“After the flood”: the risky bet of Mara Joly

“After the flood: Mara Joly”s risky bet

UPDATE DAY

With very established actors in his team, such as France Castel, Marilyse Bourke, Stéphane Demers, Jean-Moïse Martin or Martin Larocque, assigning four of his first roles to new faces was a risky, ambitious bet , but necessary.

The screenwriter, director and producer of the series Après le déluge, Mara Joly, was determined to shine a light on lesser-known talents, from diversity, and above all to do it the right way, in front of and behind the camera.

The idea was to create an alloy between experience and a breath of fresh air, without it being “filling”, she explained in an interview on the set of the rue Notre-Dame, in Montreal. Whatever their origins, its actors have interesting things to say and come out of the boxes in which they are usually found. On top of all that, they “are lit for their beauty, styled and made up for their beauty, dressed for their beauty, and highlighted for real,” she clarified.

Après le déluge features an empathetic and involved police officer who decides to take four young delinquents under her wing by introducing them to mixed martial arts (MMA) to avoid a criminal record. A decision, which we suspect, is not unanimous in the entourage of the latter, embodied by Penade Estime (Les jeunes loups, District 31), who has notably evolved in the United States as a stuntwoman in recent years.

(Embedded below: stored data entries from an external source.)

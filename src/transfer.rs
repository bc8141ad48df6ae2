// src/transfer.rs

use crate::models::ClipRef;
use reqwest::Client;
use thiserror::Error;
use tracing::debug;

/// Expected media extension for delivered clips.
const MEDIA_EXT: &str = ".mp4";

/// Internal error plumbing for a single fetch attempt. Converted into a
/// [`TransferOutcome::Failed`] before leaving this module; per-item failures
/// are data, not control flow.
#[derive(Debug, Error)]
enum TransferError {
    #[error("network error: {0}")]
    Network(#[from] reqwest::Error),
    #[error("clip has no source url")]
    MissingUrl,
}

/// Settled result of one transfer. Consumed at the batch barrier: the
/// payload goes into the archive, or the reason goes into the failure log.
#[derive(Debug, Clone)]
pub enum TransferOutcome {
    Fetched { filename: String, payload: Vec<u8> },
    Failed { filename: String, reason: String },
}

impl TransferOutcome {
    pub fn filename(&self) -> &str {
        match self {
            TransferOutcome::Fetched { filename, .. } => filename,
            TransferOutcome::Failed { filename, .. } => filename,
        }
    }

    pub fn succeeded(&self) -> bool {
        matches!(self, TransferOutcome::Fetched { .. })
    }

    /// Payload size in bytes; 0 for failures.
    pub fn byte_size(&self) -> u64 {
        match self {
            TransferOutcome::Fetched { payload, .. } => payload.len() as u64,
            TransferOutcome::Failed { .. } => 0,
        }
    }
}

/// Ensures the filename carries the expected media extension.
pub fn normalized_filename(name: &str) -> String {
    if name.ends_with(MEDIA_EXT) {
        name.to_string()
    } else {
        format!("{name}{MEDIA_EXT}")
    }
}

/// Fetches one clip fully into memory.
///
/// Never returns an error: any network, status, or body failure becomes a
/// [`TransferOutcome::Failed`] carrying the original filename and a
/// human-readable reason, so batch aggregation stays uniform.
pub async fn fetch_clip(client: &Client, clip: &ClipRef) -> TransferOutcome {
    match fetch_inner(client, clip).await {
        Ok(payload) => {
            debug!(
                filename = %clip.filename,
                bytes = payload.len(),
                "clip buffered"
            );
            TransferOutcome::Fetched {
                filename: normalized_filename(&clip.filename),
                payload,
            }
        }
        Err(e) => TransferOutcome::Failed {
            filename: clip.filename.clone(),
            reason: e.to_string(),
        },
    }
}

async fn fetch_inner(client: &Client, clip: &ClipRef) -> Result<Vec<u8>, TransferError> {
    if clip.source_url.is_empty() {
        return Err(TransferError::MissingUrl);
    }
    let response = client
        .get(&clip.source_url)
        .send()
        .await?
        .error_for_status()?;
    let payload = response.bytes().await?;
    Ok(payload.to_vec())
}
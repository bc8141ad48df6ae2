// src/orchestrator.rs

use crate::archive::{ArchiveBuilder, ArchiveError, BuiltArchive};
use crate::models::{ClipRef, FailureRecord, Selection};
use crate::progress::{ProgressState, Stage};
use crate::scheduler;
use crate::speed::SpeedEstimator;
use crate::transfer::TransferOutcome;
use chrono::Local;
use reqwest::Client;
use std::io::{Cursor, Seek, Write};
use std::time::Instant;
use thiserror::Error;
use tokio::sync::watch;
use tracing::{error, info, warn};

/// Coarse pre-transfer size estimate per clip. True sizes are unknown until
/// each payload is buffered, so the total is approximate by construction.
pub const PER_CLIP_SIZE_ESTIMATE: u64 = 5 * 1024 * 1024;

#[derive(Debug, Error)]
pub enum ExportError {
    /// Rejected before any stage transition; the run never leaves `Idle`.
    #[error("no clips selected for export")]
    EmptySelection,
    /// The compression pass failed. Terminal for the run: `fetched` lists
    /// the clips that had already transferred so the caller can offer them
    /// as individually downloadable.
    #[error("archive finalization failed: {source}")]
    Archive {
        #[source]
        source: ArchiveError,
        fetched: Vec<String>,
    },
}

/// Everything a completed run exposes.
#[derive(Debug)]
pub struct ExportReport {
    pub archive: BuiltArchive,
    pub succeeded: usize,
    pub requested: usize,
    pub failures: Vec<FailureRecord>,
}

impl ExportReport {
    pub fn summary(&self) -> String {
        format!(
            "Successfully downloaded {} videos of {}",
            self.succeeded, self.requested
        )
    }
}

/// Drives the four-stage export pipeline:
/// prepare -> transfer -> archive -> complete.
///
/// Owns all progress and failure state. Progress is published through a
/// watch channel; observers only ever see clones, so no locking discipline
/// is needed around [`ProgressState`]. `run` takes `&mut self`, which makes
/// overlapping runs unrepresentable: a caller cannot start a second export
/// until the first returns.
pub struct ExportOrchestrator {
    client: Client,
    batch_size: usize,
    user: String,
    progress: watch::Sender<ProgressState>,
}

impl ExportOrchestrator {
    pub fn new(client: Client, user: impl Into<String>, batch_size: usize) -> Self {
        let (progress, _) = watch::channel(ProgressState::idle());
        Self {
            client,
            batch_size: batch_size.max(1),
            user: user.into(),
            progress,
        }
    }

    /// Subscribes to progress snapshots. Receivers see the latest state
    /// published at each stage transition and batch boundary.
    pub fn subscribe(&self) -> watch::Receiver<ProgressState> {
        self.progress.subscribe()
    }

    /// The most recently published progress snapshot.
    pub fn progress(&self) -> ProgressState {
        self.progress.borrow().clone()
    }

    fn publish(&self, state: &ProgressState) {
        self.progress.send_replace(state.clone());
    }

    /// Runs one full export of `selection` resolved against `catalog`.
    ///
    /// Per-item transfer failures never abort the run; they land in the
    /// failure log. An empty selection is rejected before `Preparing` with
    /// no network activity.
    pub async fn run(
        &mut self,
        catalog: &[ClipRef],
        selection: &Selection,
    ) -> Result<ExportReport, ExportError> {
        self.run_with_sink(catalog, selection, Cursor::new(Vec::new()), Cursor::into_inner)
            .await
    }

    /// Pipeline body, generic over the archive sink so the compression
    /// pass can target something other than an in-memory buffer.
    async fn run_with_sink<W, C>(
        &mut self,
        catalog: &[ClipRef],
        selection: &Selection,
        sink: W,
        into_payload: C,
    ) -> Result<ExportReport, ExportError>
    where
        W: Write + Seek,
        C: FnOnce(W) -> Vec<u8>,
    {
        if selection.is_empty() {
            warn!("export requested with an empty selection");
            self.publish(&ProgressState::idle());
            return Err(ExportError::EmptySelection);
        }

        // Fresh zero-state for every run.
        let mut state = ProgressState::idle();
        let mut estimator = SpeedEstimator::new();
        estimator.start(Instant::now());

        // Stage 1: resolve the selection into an ordered transfer plan.
        state.stage = Stage::Preparing;
        let clips = selection.materialize(catalog);
        state.total = clips.len();
        state.estimated_total_bytes = clips.len() as u64 * PER_CLIP_SIZE_ESTIMATE;
        self.publish(&state);
        info!(clips = clips.len(), batch_size = self.batch_size, "export prepared");

        // Stage 2: transfer batches; all accounting happens at the batch
        // barrier, never mid-chunk.
        state.stage = Stage::Transferring;
        let batches = scheduler::partition(&clips, self.batch_size);
        state.total_batches = batches.len();
        self.publish(&state);

        let mut builder = ArchiveBuilder::new();
        for (index, batch) in batches.iter().enumerate() {
            let outcomes = scheduler::run_batch(&self.client, batch, &mut estimator).await;
            for outcome in outcomes {
                match outcome {
                    TransferOutcome::Fetched { filename, payload } => {
                        state.bytes_transferred += payload.len() as u64;
                        builder.insert(filename, payload);
                    }
                    TransferOutcome::Failed { filename, reason } => {
                        warn!(%filename, %reason, "clip transfer failed");
                        state.failures.push(FailureRecord { filename, reason });
                    }
                }
            }

            state.processed += batch.len();
            state.batch_index = index + 1;
            state.transfer_percent = ((state.processed * 100) / state.total) as u8;
            state.rate_kbs = estimator.rate_kbs();
            state.throughput_window = estimator.window();
            let remaining = state
                .estimated_total_bytes
                .saturating_sub(state.bytes_transferred);
            state.eta_seconds = estimator.eta_seconds(remaining);
            self.publish(&state);
        }

        // Stage 3: single compression pass with its own percentage.
        state.stage = Stage::Archiving;
        state.archive_percent = 0;
        self.publish(&state);

        let fetched: Vec<String> = builder.filenames().map(str::to_string).collect();
        let progress_tx = &self.progress;
        let build_result = builder.build_into(sink, |percent| {
            state.archive_percent = percent;
            progress_tx.send_replace(state.clone());
        });

        let written = match build_result {
            Ok(written) => written,
            Err(source) => {
                error!(error = %source, "archive finalization failed, abandoning run");
                state.stage = Stage::Failed;
                self.publish(&state);
                return Err(ExportError::Archive { source, fetched });
            }
        };
        let archive = BuiltArchive {
            payload: into_payload(written),
            suggested_filename: crate::archive::suggested_filename(
                &self.user,
                Local::now().date_naive(),
            ),
        };

        // Stage 4: done.
        state.stage = Stage::Complete;
        state.archive_percent = 100;
        self.publish(&state);

        let report = ExportReport {
            archive,
            succeeded: state.total - state.failures.len(),
            requested: state.total,
            failures: state.failures.clone(),
        };
        info!(
            succeeded = report.succeeded,
            requested = report.requested,
            failures = report.failures.len(),
            "export complete"
        );
        Ok(report)
    }
}
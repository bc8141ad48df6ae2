pub mod archive;
pub mod catalog;
pub mod models;
pub mod orchestrator;
pub mod progress;
pub mod scheduler;
pub mod speed;
pub mod transfer;

/// Commonly used types, re-exported for convenience.
pub mod prelude {
    pub use crate::archive::{ArchiveBuilder, BuiltArchive};
    pub use crate::catalog::{CatalogClient, ClipFilter, FilterError};
    pub use crate::models::{ClipRef, FailureRecord, Selection};
    pub use crate::orchestrator::{ExportError, ExportOrchestrator, ExportReport};
    pub use crate::progress::{ProgressState, Stage};
    pub use crate::speed::{format_eta, SpeedEstimator};
}
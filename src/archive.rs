// src/archive.rs

use chrono::NaiveDate;
use std::io::{Cursor, Seek, Write};
use thiserror::Error;
use tracing::warn;
use zip::write::SimpleFileOptions;
use zip::{CompressionMethod, ZipWriter};

/// Deflate level for the single compression pass. Moderate: the payloads
/// are already-encoded video, so heavier levels buy almost nothing.
const COMPRESSION_LEVEL: i64 = 6;

#[derive(Debug, Error)]
pub enum ArchiveError {
    #[error("zip error: {0}")]
    Zip(#[from] zip::result::ZipError),
    #[error("io error: {0}")]
    Io(#[from] std::io::Error),
}

/// Finished deliverable: one compressed container plus the name to hand it
/// out under.
#[derive(Debug, Clone)]
pub struct BuiltArchive {
    pub payload: Vec<u8>,
    pub suggested_filename: String,
}

/// Accumulates successful transfer payloads and compresses them into a
/// single ZIP once all batches have been processed.
///
/// Duplicate filenames are last-write-wins: catalog ids are unique but
/// filenames derived from device metadata are not validated, so collisions
/// are possible. Each one is logged and counted so callers can warn.
#[derive(Debug, Default)]
pub struct ArchiveBuilder {
    entries: Vec<(String, Vec<u8>)>,
    collisions: usize,
}

impl ArchiveBuilder {
    pub fn new() -> Self {
        Self::default()
    }

    /// Inserts a payload under `filename`, replacing any earlier entry with
    /// the same name.
    pub fn insert(&mut self, filename: String, payload: Vec<u8>) {
        if let Some(slot) = self.entries.iter_mut().find(|(name, _)| *name == filename) {
            warn!(%filename, "duplicate archive member, keeping the newer payload");
            self.collisions += 1;
            slot.1 = payload;
        } else {
            self.entries.push((filename, payload));
        }
    }

    pub fn len(&self) -> usize {
        self.entries.len()
    }

    pub fn is_empty(&self) -> bool {
        self.entries.is_empty()
    }

    /// Number of duplicate-filename insertions observed so far.
    pub fn collisions(&self) -> usize {
        self.collisions
    }

    /// Member filenames in insertion order.
    pub fn filenames(&self) -> impl Iterator<Item = &str> {
        self.entries.iter().map(|(name, _)| name.as_str())
    }

    /// Runs the compression pass over every accumulated entry.
    ///
    /// `on_progress` is invoked with a 0..=100 percentage after each member
    /// is written, so the caller can render archiving separately from
    /// transferring.
    pub fn build<F>(self, user: &str, date: NaiveDate, on_progress: F) -> Result<BuiltArchive, ArchiveError>
    where
        F: FnMut(u8),
    {
        let suggested = suggested_filename(user, date);
        let cursor = self.build_into(Cursor::new(Vec::new()), on_progress)?;
        Ok(BuiltArchive {
            payload: cursor.into_inner(),
            suggested_filename: suggested,
        })
    }

    /// Compression pass over an arbitrary sink. Any write failure aborts
    /// the pass and surfaces as an [`ArchiveError`]; the sink is consumed
    /// either way.
    pub fn build_into<W, F>(self, sink: W, mut on_progress: F) -> Result<W, ArchiveError>
    where
        W: Write + Seek,
        F: FnMut(u8),
    {
        let total = self.entries.len();
        let mut writer = ZipWriter::new(sink);
        let options = SimpleFileOptions::default()
            .compression_method(CompressionMethod::Deflated)
            .compression_level(Some(COMPRESSION_LEVEL));

        for (written, (filename, payload)) in self.entries.into_iter().enumerate() {
            writer.start_file(filename, options)?;
            writer.write_all(&payload)?;
            on_progress((((written + 1) * 100) / total.max(1)) as u8);
        }
        let sink = writer.finish()?;
        on_progress(100);
        Ok(sink)
    }
}

/// Delivery name pattern: `videos-<DDMMYYYY>-<user>.zip`.
pub fn suggested_filename(user: &str, date: NaiveDate) -> String {
    format!("videos-{}-{}.zip", date.format("%d%m%Y"), user)
}
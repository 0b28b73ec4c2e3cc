// Route Tables Use Case - list the route tables of a VPC

use crate::domain::ids;
use crate::error::{AppError, Result};
use crate::port::{AwsCli, AwsCliError};
use tracing::info;

/// Route tables found in one VPC
#[derive(Debug, Clone, PartialEq, Eq)]
pub struct RouteTables {
    pub vpc_id: String,
    pub region: String,
    pub route_table_ids: Vec<String>,
}

pub async fn execute(
    aws_cli: &dyn AwsCli,
    profile: &str,
    vpc_id: &str,
    region: &str,
) -> Result<RouteTables> {
    let mut errors = Vec::new();
    if !ids::is_vpc_id(vpc_id) {
        errors.push(format!("Invalid VPC ID format: {}", vpc_id));
    }
    if !ids::is_region(region) {
        errors.push(format!("Invalid region format: {}", region));
    }
    if !errors.is_empty() {
        return Err(AppError::Validation(errors));
    }

    let route_table_ids = aws_cli.describe_route_tables(vpc_id, region, profile).await?;

    info!(vpc_id = %vpc_id, region = %region, count = route_table_ids.len(), "Described route tables");

    Ok(RouteTables {
        vpc_id: vpc_id.to_string(),
        region: region.to_string(),
        route_table_ids,
    })
}

/// Human-readable explanation of an AWS CLI failure, with a hint for the usual causes
pub fn explain_aws_failure(err: &AwsCliError) -> String {
    let msg = err.to_string();
    if msg.contains("RequestExpired") || msg.contains("InvalidUserID.NotFound") {
        format!(
            "AWS credential error: {}. Please reconfigure your AWS credentials - your session may have expired.",
            msg
        )
    } else if msg.contains("UnauthorizedOperation") || msg.contains("UnauthorizedAccount") {
        format!(
            "AWS authorization failed: {}. Please check your AWS permissions and credentials.",
            msg
        )
    } else {
        format!("Failed to query route tables: {}", msg)
    }
}
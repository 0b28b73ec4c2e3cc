// Port Layer - Interfaces for external dependencies

pub mod aws_cli;
pub mod id_provider; // For deterministic testing
pub mod script_executor;
pub mod time_provider;

// Re-exports
pub use aws_cli::{AwsCli, AwsCliError};
pub use id_provider::IdProvider;
pub use script_executor::{
    ExecutionError, ExecutionResult, ExecutionStatus, ScriptExecutor, ScriptRun,
};
pub use time_provider::TimeProvider;
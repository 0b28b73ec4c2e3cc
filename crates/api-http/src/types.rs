//! HTTP Request/Response Types
//!
//! Request bodies reuse the core wire shapes (`EndpointRequest`,
//! `ConfigureRequest`, `ExecuteRequest`); this module holds the responses.

use axum::extract::FromRequest;
use axum::extract::FromRequestParts;
use serde::{Deserialize, Serialize};
use vpce_core::application::ConfigureOutcome;
use vpce_core::domain::ScriptDialect;

use crate::error::ApiError;

/// JSON body extractor whose rejections use the API error envelope
#[derive(Debug, FromRequest)]
#[from_request(via(axum::Json), rejection(ApiError))]
pub struct ApiJson<T>(pub T);

/// Query string extractor whose rejections use the API error envelope
#[derive(Debug, FromRequestParts)]
#[from_request(via(axum::extract::Query), rejection(ApiError))]
pub struct ApiQuery<T>(pub T);

/// GET /
#[derive(Debug, Clone, Serialize, Deserialize)]
pub struct RootResponse {
    pub message: String,
    pub version: String,
}

/// GET /health
#[derive(Debug, Clone, Serialize, Deserialize)]
pub struct HealthResponse {
    pub status: String,
}

/// GET /api/regions
#[derive(Debug, Clone, Serialize, Deserialize)]
pub struct RegionsResponse {
    pub regions: Vec<String>,
}

/// POST /api/validate
#[derive(Debug, Clone, Serialize, Deserialize)]
pub struct ValidateResponse {
    pub success: bool,
    pub message: String,
}

/// POST /api/generate
#[derive(Debug, Clone, Serialize, Deserialize)]
pub struct GenerateResponse {
    pub success: bool,
    /// Script body in any dialect (name kept for existing clients)
    pub ps1_content: String,
    pub file_path: Option<String>,
    pub command: String,
    pub shell: ScriptDialect,
    pub script_name: String,
}

/// POST /api/execute (exit code 0)
#[derive(Debug, Clone, Serialize, Deserialize)]
pub struct ExecuteResponse {
    pub success: bool,
    pub output: String,
    pub error: Option<String>,
    pub exit_code: i32,
    pub message: String,
}

/// POST /api/configure
#[derive(Debug, Clone, Serialize)]
pub struct ConfigureResponse {
    pub success: bool,
    pub message: String,
    pub details: ConfigureOutcome,
}

/// GET /api/route-tables query
#[derive(Debug, Clone, Default, Deserialize)]
pub struct RouteTablesQuery {
    #[serde(default)]
    pub vpc_id: String,
    pub region: Option<String>,
}

#[derive(Debug, Clone, Serialize, Deserialize)]
pub struct RouteTablesResponse {
    pub vpc_id: String,
    pub region: String,
    pub route_tables: Vec<String>,
}
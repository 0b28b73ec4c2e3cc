//! HTTP Error Mapping
//!
//! Maps application errors to status codes and `{"detail": ...}` bodies.

use axum::extract::rejection::{JsonRejection, QueryRejection};
use axum::http::StatusCode;
use axum::response::{IntoResponse, Response};
use axum::Json;
use serde_json::{json, Value};
use std::any::Any;
use tracing::error;
use vpce_core::error::AppError;

pub const VALIDATION_FAILED: &str = "Request validation failed";
pub const SCRIPT_FAILED: &str = "Script execution failed";
pub const SCRIPT_UNEXPECTED: &str = "Script execution failed with an unexpected error";

/// Status code plus the value placed under `detail`
#[derive(Debug)]
pub struct ApiError {
    pub status: StatusCode,
    pub detail: Value,
}

impl ApiError {
    pub fn new(status: StatusCode, detail: Value) -> Self {
        Self { status, detail }
    }

    /// 422 with every collected message
    pub fn validation_failed(errors: Vec<String>) -> Self {
        Self::new(
            StatusCode::UNPROCESSABLE_ENTITY,
            json!({
                "validation_errors": errors,
                "message": VALIDATION_FAILED,
            }),
        )
    }

    /// 400 with a plain string detail
    pub fn bad_request(detail: impl Into<String>) -> Self {
        Self::new(StatusCode::BAD_REQUEST, Value::String(detail.into()))
    }

    pub fn internal(detail: impl Into<String>) -> Self {
        Self::new(
            StatusCode::INTERNAL_SERVER_ERROR,
            Value::String(detail.into()),
        )
    }
}

impl From<AppError> for ApiError {
    fn from(err: AppError) -> Self {
        match err {
            AppError::Validation(errors) => ApiError::validation_failed(errors),
            AppError::Domain(e) => ApiError::validation_failed(vec![e.to_string()]),
            AppError::ScriptFailed {
                exit_code,
                stdout,
                stderr,
            } => ApiError::new(
                StatusCode::BAD_REQUEST,
                json!({
                    "success": false,
                    "exit_code": exit_code,
                    "error": non_empty_or(stderr, SCRIPT_FAILED),
                    "output": non_empty_or(stdout, "No output"),
                    "message": SCRIPT_FAILED,
                }),
            ),
            AppError::Execution(e) => ApiError::new(
                StatusCode::BAD_REQUEST,
                json!({
                    "success": false,
                    "error": e.to_string(),
                    "message": SCRIPT_UNEXPECTED,
                }),
            ),
            AppError::AwsCli(e) => ApiError::bad_request(e.to_string()),
        }
    }
}

/// 500 for a handler that panicked; the panic message stays in the log
pub fn panic_response(panic: Box<dyn Any + Send + 'static>) -> Response {
    let message = panic
        .downcast_ref::<String>()
        .map(String::as_str)
        .or_else(|| panic.downcast_ref::<&str>().copied())
        .unwrap_or("unknown panic");
    error!(panic = %message, "Handler panicked while serving request");
    ApiError::internal("Internal server error").into_response()
}

impl From<JsonRejection> for ApiError {
    fn from(rejection: JsonRejection) -> Self {
        ApiError::validation_failed(vec![rejection.body_text()])
    }
}

impl From<QueryRejection> for ApiError {
    fn from(rejection: QueryRejection) -> Self {
        ApiError::validation_failed(vec![rejection.body_text()])
    }
}

impl IntoResponse for ApiError {
    fn into_response(self) -> Response {
        (self.status, Json(json!({ "detail": self.detail }))).into_response()
    }
}

fn non_empty_or(s: String, fallback: &str) -> String {
    if s.trim().is_empty() {
        fallback.to_string()
    } else {
        s
    }
}

#[cfg(test)]
mod tests {
    use super::*;
    use vpce_core::port::ExecutionError;

    async fn body(err: ApiError) -> (StatusCode, Value) {
        let response = err.into_response();
        let status = response.status();
        let bytes = axum::body::to_bytes(response.into_body(), usize::MAX)
            .await
            .unwrap();
        (status, serde_json::from_slice(&bytes).unwrap())
    }

    #[tokio::test]
    async fn test_validation_maps_to_422() {
        let err = AppError::Validation(vec!["region is required".to_string()]);
        let (status, body) = body(err.into()).await;

        assert_eq!(status, StatusCode::UNPROCESSABLE_ENTITY);
        assert_eq!(
            body,
            json!({"detail": {
                "validation_errors": ["region is required"],
                "message": "Request validation failed"
            }})
        );
    }

    #[tokio::test]
    async fn test_script_failed_maps_to_400_with_fallbacks() {
        let err = AppError::ScriptFailed {
            exit_code: 1,
            stdout: String::new(),
            stderr: " \n".to_string(),
        };
        let (status, body) = body(err.into()).await;

        assert_eq!(status, StatusCode::BAD_REQUEST);
        assert_eq!(body["detail"]["exit_code"], 1);
        assert_eq!(body["detail"]["success"], false);
        assert_eq!(body["detail"]["error"], "Script execution failed");
        assert_eq!(body["detail"]["output"], "No output");
    }

    #[tokio::test]
    async fn test_timeout_maps_to_unexpected_failure() {
        let err = AppError::Execution(ExecutionError::Timeout(60_000));
        let (status, body) = body(err.into()).await;

        assert_eq!(status, StatusCode::BAD_REQUEST);
        assert_eq!(
            body["detail"]["error"],
            "Script execution timed out after 60000ms"
        );
        assert_eq!(body["detail"]["message"], SCRIPT_UNEXPECTED);
        assert!(body["detail"].get("exit_code").is_none());
    }

    #[tokio::test]
    async fn test_panic_maps_to_500() {
        let response = panic_response(Box::new("handler bug"));
        let status = response.status();
        let bytes = axum::body::to_bytes(response.into_body(), usize::MAX)
            .await
            .unwrap();
        let body: Value = serde_json::from_slice(&bytes).unwrap();

        assert_eq!(status, StatusCode::INTERNAL_SERVER_ERROR);
        assert_eq!(body, json!({"detail": "Internal server error"}));
    }
}
// VPC Endpoint Core - Domain Logic & Ports
// NO infrastructure dependencies (hexagonal layout)

pub mod application;
pub mod domain;
pub mod error;
pub mod port;

pub use error::{AppError, Result};

pub const VERSION: &str = env!("CARGO_PKG_VERSION");
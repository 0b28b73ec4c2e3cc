// Execute Use Case - run a previously generated script

use crate::application::constants::DEFAULT_SCRIPT_NAME;
use crate::domain::ScriptDialect;
use crate::error::{AppError, Result};
use crate::port::{ExecutionResult, ScriptExecutor, ScriptRun};
use serde::Deserialize;
use tracing::{info, warn};

/// Execute request (wire shape). `ps1_content` carries the script in any dialect.
#[derive(Debug, Clone, Deserialize)]
pub struct ExecuteRequest {
    #[serde(default, alias = "script_content")]
    pub ps1_content: String,
    #[serde(default)]
    pub script_name: Option<String>,
    #[serde(default)]
    pub shell: Option<ScriptDialect>,
}

impl ExecuteRequest {
    /// Resolve name and dialect: explicit `shell` wins, else the name's extension decides
    pub fn into_run(self) -> ScriptRun {
        let script_name = self
            .script_name
            .filter(|n| !n.trim().is_empty())
            .unwrap_or_else(|| DEFAULT_SCRIPT_NAME.to_string());
        let dialect = self
            .shell
            .unwrap_or_else(|| ScriptDialect::from_script_name(&script_name));

        ScriptRun {
            content: self.ps1_content,
            script_name,
            dialect,
        }
    }
}

/// Run the script; a non-zero exit status is an error carrying the captured output
pub async fn execute(executor: &dyn ScriptExecutor, req: ExecuteRequest) -> Result<ExecutionResult> {
    if req.ps1_content.trim().is_empty() {
        return Err(AppError::invalid(
            "ps1_content is required and cannot be empty",
        ));
    }

    let run = req.into_run();
    let result = executor.run(&run).await?;

    if result.exit_code != 0 {
        warn!(
            script_name = %run.script_name,
            exit_code = result.exit_code,
            duration_ms = result.duration_ms,
            "Script exited non-zero"
        );
        return Err(AppError::ScriptFailed {
            exit_code: result.exit_code,
            stdout: result.stdout,
            stderr: result.stderr,
        });
    }

    info!(
        script_name = %run.script_name,
        dialect = %run.dialect,
        duration_ms = result.duration_ms,
        "Script executed successfully"
    );

    Ok(result)
}
// Domain Error Types

use thiserror::Error;

#[derive(Error, Debug)]
pub enum DomainError {
    #[error("endpoint_type must be 'Interface' or 'Gateway' (got '{0}')")]
    UnknownEndpointType(String),

    #[error("Invalid output format: {0}")]
    InvalidOutputFormat(String),
}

A narrative frame inspired by the story of Montreal policeman Evens Guercy, who founded the boxing club of Hope in the Saint-Michel district, in Montreal, to provide an alternative to juvenile delinquency.

“To be the door”

Having grown up with the burden of being 'white passing', being perceived as a white person – and receiving special treatment because of the color of her skin – while growing up in Senegal, Ghana , in South Africa and France, with an Afro-descendant mother, the culture, the entourage and the referents; Mara Joly was built with the desire “to be a door at some point” for representativeness.

“When I came back to Quebec around 15-16 years old, I felt a discrepancy between how I felt and my environment. I arrived in the middle [artistic] and I felt a gap between what I am, how I feel and what I saw or what I played,” she said.

Uncomfortable to feel that she had many more privileges than other people with the same origins as them, the author wanted to put her privileges to good use. “I can use them instead of finding it unfair and difficult. Maybe I can use them to bring some voices to fruition. Maybe it's for something that I'm “white passing”, “she added.

Declined in six one-hour episodes, the series After the deluge< /em> promises stories of family, romance and light after the high tide has passed and buried treasures resurface.

Starring Samuel Gauthier, who plays a rich man's son in hot water, comedian Erika Suarez, whose character could well be at the heart of a love story, as well as Frédéric Colas and Gabriel Pascal Tshilambo, the fiction by Mara Joly, co-produced by Zone 3 and ZAMA Productions , should land on Crave by the end of the year.